With all that talk about the exigent surcharge, which is a temporary price hike, Corbett sounded like a real killjoy.
His tone contrasted sharply with that of the president of the National Association of Letter Carriers, Fredric Rolando, who heralded “this impressive performance.”
“These results aren’t a fluke,” he said. “They stem from two structural factors: An improving economy has helped stabilize letter revenue, and Internet-driven online shopping has sent package volume sharply upward — up 16.2 percent over the first quarter of last year.”
The improving postal picture has some benefits for consumers. No longer is the Postal Service pushing to end Saturday mail delivery. That proposal had long been a staple in statements from postal officials who insisted the cut in service was necessary. Now they don’t mention it.
“These results demonstrate that it is time to expand — not cut — the services we provide to the American people,” added Mark Dimondstein, president of the American Postal Workers Union.
Saying they wanted to continue providing “prompt, reliable and predictable service,” USPS officials had previously postponed consolidating facilities, another plan affecting customers and employees that once had a prominent place on their agenda. The number of postal workers has steadily fallen since its peak of almost 800,000 in 1999. Now there are about 500,000. President Obama’s budget plans a 2 percent cut in postal employment, including at the Postal Rate Commission.

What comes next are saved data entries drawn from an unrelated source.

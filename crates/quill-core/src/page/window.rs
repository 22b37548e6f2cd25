//! Window retrieval around an anchor comment.
//!
//! The anchor is the pivot for two strict range reads: the rows just before
//! it (read newest-first, then flipped) and the rows just after it. The page
//! is `before ++ [anchor] ++ after`. An anchor that fails the visibility
//! filter is left out of the page but still serves as the pivot.

use super::{Connection, Scope, Visibility, connection};
use crate::cancel::CancelToken;
use crate::error::{Entity, PageError};
use crate::source::{Boundary, OrderDirection, RangeQuery, Record, RowSource, SourceError};
use serde::{Deserialize, Serialize};
use std::thread;
use tracing::debug;

/// How the window decides whether more rows exist beyond each side.
#[derive(Debug, Clone, Copy, Default, PartialEq, Eq, Serialize, Deserialize)]
#[serde(rename_all = "snake_case")]
pub enum WindowProbe {
    /// Fetch one extra row per side; exact.
    #[default]
    Lookahead,
    /// Fetch exactly the requested count and report "more" whenever the side
    /// came back full. Over-reports when exactly `count` rows remain.
    ExactCount,
}

impl WindowProbe {
    const fn fetch_limit(self, count: u32) -> usize {
        match self {
            Self::Lookahead => count as usize + 1,
            Self::ExactCount => count as usize,
        }
    }

    /// Trim `rows` to `count` and report whether more rows exist.
    fn settle<R>(self, rows: &mut Vec<R>, count: u32) -> bool {
        let count = count as usize;
        match self {
            Self::Lookahead => {
                let more = rows.len() > count;
                rows.truncate(count);
                more
            }
            Self::ExactCount => count > 0 && rows.len() == count,
        }
    }
}

/// Window request: `before` rows, the anchor, `after` rows.
#[derive(Debug, Clone, Copy, PartialEq, Eq)]
pub struct WindowArgs {
    pub anchor_id: i64,
    pub before: u32,
    pub after: u32,
}

#[derive(Debug, Clone, Copy, PartialEq, Eq)]
pub struct WindowResolver {
    probe: WindowProbe,
    parallel: bool,
}

impl WindowResolver {
    /// `parallel` runs the two side reads on two scoped threads.
    #[must_use]
    pub const fn new(probe: WindowProbe, parallel: bool) -> Self {
        Self { probe, parallel }
    }

    /// Resolve the window for `args` within `post_id`.
    ///
    /// # Errors
    ///
    /// - [`PageError::NotFound`] when the anchor does not exist
    /// - [`PageError::ScopeMismatch`] when it belongs to another post
    /// - [`PageError::Cancelled`] / [`PageError::Storage`] from the row source
    pub fn resolve<S: RowSource>(
        &self,
        source: &S,
        post_id: i64,
        visibility: Visibility,
        args: WindowArgs,
        cancel: &CancelToken,
    ) -> Result<Connection<S::Row>, PageError> {
        let anchor = source
            .get_by_id(args.anchor_id, cancel)?
            .ok_or(PageError::NotFound {
                entity: Entity::Comment,
                id: args.anchor_id,
            })?;

        if anchor.scope_id() != post_id {
            return Err(PageError::ScopeMismatch {
                anchor_id: args.anchor_id,
                expected_post: post_id,
                actual_post: anchor.scope_id(),
            });
        }

        let pivot = anchor.sort_key();
        let side = |boundary: Boundary, order: OrderDirection, count: u32| {
            (count > 0).then(|| RangeQuery {
                scope: Scope::Post(post_id),
                visibility,
                order,
                boundary: Some(boundary),
                limit: self.probe.fetch_limit(count),
            })
        };
        let before_query = side(Boundary::Before(pivot), OrderDirection::Desc, args.before);
        let after_query = side(Boundary::After(pivot), OrderDirection::Asc, args.after);

        let (mut before_rows, mut after_rows) = if self.parallel {
            fetch_both(source, before_query.as_ref(), after_query.as_ref(), cancel)?
        } else {
            (
                fetch(source, before_query.as_ref(), cancel)?,
                fetch(source, after_query.as_ref(), cancel)?,
            )
        };

        let has_previous_page = self.probe.settle(&mut before_rows, args.before);
        let has_next_page = self.probe.settle(&mut after_rows, args.after);

        debug!(
            anchor_id = args.anchor_id,
            post_id,
            before = before_rows.len(),
            after = after_rows.len(),
            has_previous_page,
            has_next_page,
            "window resolved"
        );

        before_rows.reverse();
        let mut rows = before_rows;
        if visibility.admits(&anchor) {
            rows.push(anchor);
        } else {
            debug!(anchor_id = args.anchor_id, "anchor hidden by visibility filter");
        }
        rows.extend(after_rows);

        Ok(connection::assemble(rows, has_previous_page, has_next_page))
    }
}

fn fetch<S: RowSource>(
    source: &S,
    query: Option<&RangeQuery>,
    cancel: &CancelToken,
) -> Result<Vec<S::Row>, SourceError> {
    match query {
        Some(query) => source.query(query, cancel),
        None => Ok(Vec::new()),
    }
}

type SidePair<R> = (Vec<R>, Vec<R>);

/// Run both side reads concurrently and join them.
///
/// Whichever side fails first cancels its sibling. When both fail, a real
/// failure is preferred over the cancellation it caused.
fn fetch_both<S: RowSource>(
    source: &S,
    before: Option<&RangeQuery>,
    after: Option<&RangeQuery>,
    cancel: &CancelToken,
) -> Result<SidePair<S::Row>, SourceError> {
    let siblings = cancel.child();

    let (before, after) = thread::scope(|scope| {
        let handle = scope.spawn(|| {
            let result = fetch(source, before, &siblings);
            if result.is_err() {
                siblings.cancel();
            }
            result
        });

        let after = fetch(source, after, &siblings);
        if after.is_err() {
            siblings.cancel();
        }

        let before = handle
            .join()
            .unwrap_or_else(|payload| std::panic::resume_unwind(payload));
        (before, after)
    });

    match (before, after) {
        (Ok(before), Ok(after)) => Ok((before, after)),
        (Err(err), Ok(_)) | (Ok(_), Err(err)) => Err(err),
        (Err(SourceError::Cancelled), Err(err)) | (Err(err), Err(_)) => Err(err),
    }
}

“The continuing financial upswing shows the importance of maintaining and strengthening the unparalleled — and profitable — postal network, which offers Americans the world’s most affordable delivery services,” Rolando said. The USPS quarterly operating profit of $1.3 billion, he added, “builds on back-to-back years of operating profits each exceeding $1 billion, without a dime of taxpayer money.”
Brennan praised the postal unions for cooperating with policies that have allowed the agency to employ some staff at a lower wage rate. The Postal Service operates on income from its products and services and not tax dollars, as other agencies do.
Despite the immediate financial picture, labor, management and industry mailers agree some legislative reforms are needed. Various organizations are converging on legislation that can potentially draw broad support. Congress has considered postal reform for years. But now, more than at any time recently, the possibility seems real.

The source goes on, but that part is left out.